## [What the task requires]
This exercise asks for every line of the material that contains the word "parts".

## [Data supplied]
● ● ●
//! Shared quick-xml helpers for the XML-based parsers.

use std::io::BufRead;

use nalgebra::Vector3;
use quick_xml::Reader;
use quick_xml::events::{BytesStart, Event};

use crate::error::{ConvertError, Result};

/// Get a required attribute value.
pub(crate) fn get_attribute(e: &BytesStart, name: &'static str) -> Result<String> {
    for attr in e.attributes().flatten() {
        if attr.key.as_ref() == name.as_bytes() {
            return String::from_utf8(attr.value.to_vec()).map_err(|_| {
                ConvertError::invalid_attribute(name, element_name(e), "invalid UTF-8")
            });
        }
    }
    Err(ConvertError::missing_attribute(name, element_name(e)))
}

/// Get an optional attribute value.
pub(crate) fn get_attribute_opt(e: &BytesStart, name: &str) -> Option<String> {
    for attr in e.attributes().flatten() {
        if attr.key.as_ref() == name.as_bytes() {
            return String::from_utf8(attr.value.to_vec()).ok();
        }
    }
    None
}

/// Parse a float attribute, returning None if not present or invalid.
pub(crate) fn parse_float_attr(e: &BytesStart, name: &str) -> Option<f64> {
    get_attribute_opt(e, name).and_then(|s| s.parse().ok())
}

/// Parse a space-separated list of floats.
pub(crate) fn parse_float_list(s: &str) -> Result<Vec<f64>> {
    s.split_whitespace()
        .map(|p| {
            p.parse::<f64>()
                .map_err(|_| ConvertError::XmlParse(format!("invalid number in list: {s}")))
        })
        .collect()
}

/// Parse a space-separated vector3 string.
pub(crate) fn parse_vector3(s: &str) -> Result<Vector3<f64>> {
    let parts = parse_float_list(s)?;
    if parts.len() != 3 {
        return Err(ConvertError::XmlParse(format!(
            "expected 3 values in vector, got {}: {s}",
            parts.len()
        )));
    }
    Ok(Vector3::new(parts[0], parts[1], parts[2]))
}

/// Get element name as string for error messages.
pub(crate) fn element_name(e: &BytesStart) -> String {
    String::from_utf8_lossy(e.name().as_ref()).to_string()
}

/// Skip an element and all its children.
pub(crate) fn skip_element<R: BufRead>(reader: &mut Reader<R>, name: &[u8]) -> Result<()> {
    let mut buf = Vec::new();
    let mut depth = 1;

    loop {
        match reader.read_event_into(&mut buf) {
            Ok(Event::Start(ref e)) if e.name().as_ref() == name => {
                depth += 1;
            }
            Ok(Event::End(ref e)) if e.name().as_ref() == name => {
                depth -= 1;
                if depth == 0 {
                    break;
                }
            }
            Ok(Event::Eof) => break,
            Ok(_) => {}
            Err(e) => return Err(ConvertError::XmlParse(e.to_string())),
        }
        buf.clear();
    }

    Ok(())
}

/// Format a float the way robot XML files expect: no scientific notation
/// surprises, no trailing leftovers from the default `Display`.
pub(crate) fn fmt_float(v: f64) -> String {
    if v == v.trunc() && v.abs() < 1e15 {
        format!("{v:.1}")
    } else {
        format!("{v}")
    }
}

/// Format a vector3 as a space-separated attribute value.
pub(crate) fn fmt_vector3(v: &Vector3<f64>) -> String {
    format!("{} {} {}", fmt_float(v.x), fmt_float(v.y), fmt_float(v.z))
}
● ● ●
## [The completed task]
    let parts = parse_float_list(s)?;
    if parts.len() != 3 {
            parts.len()
    Ok(Vector3::new(parts[0], parts[1], parts[2]))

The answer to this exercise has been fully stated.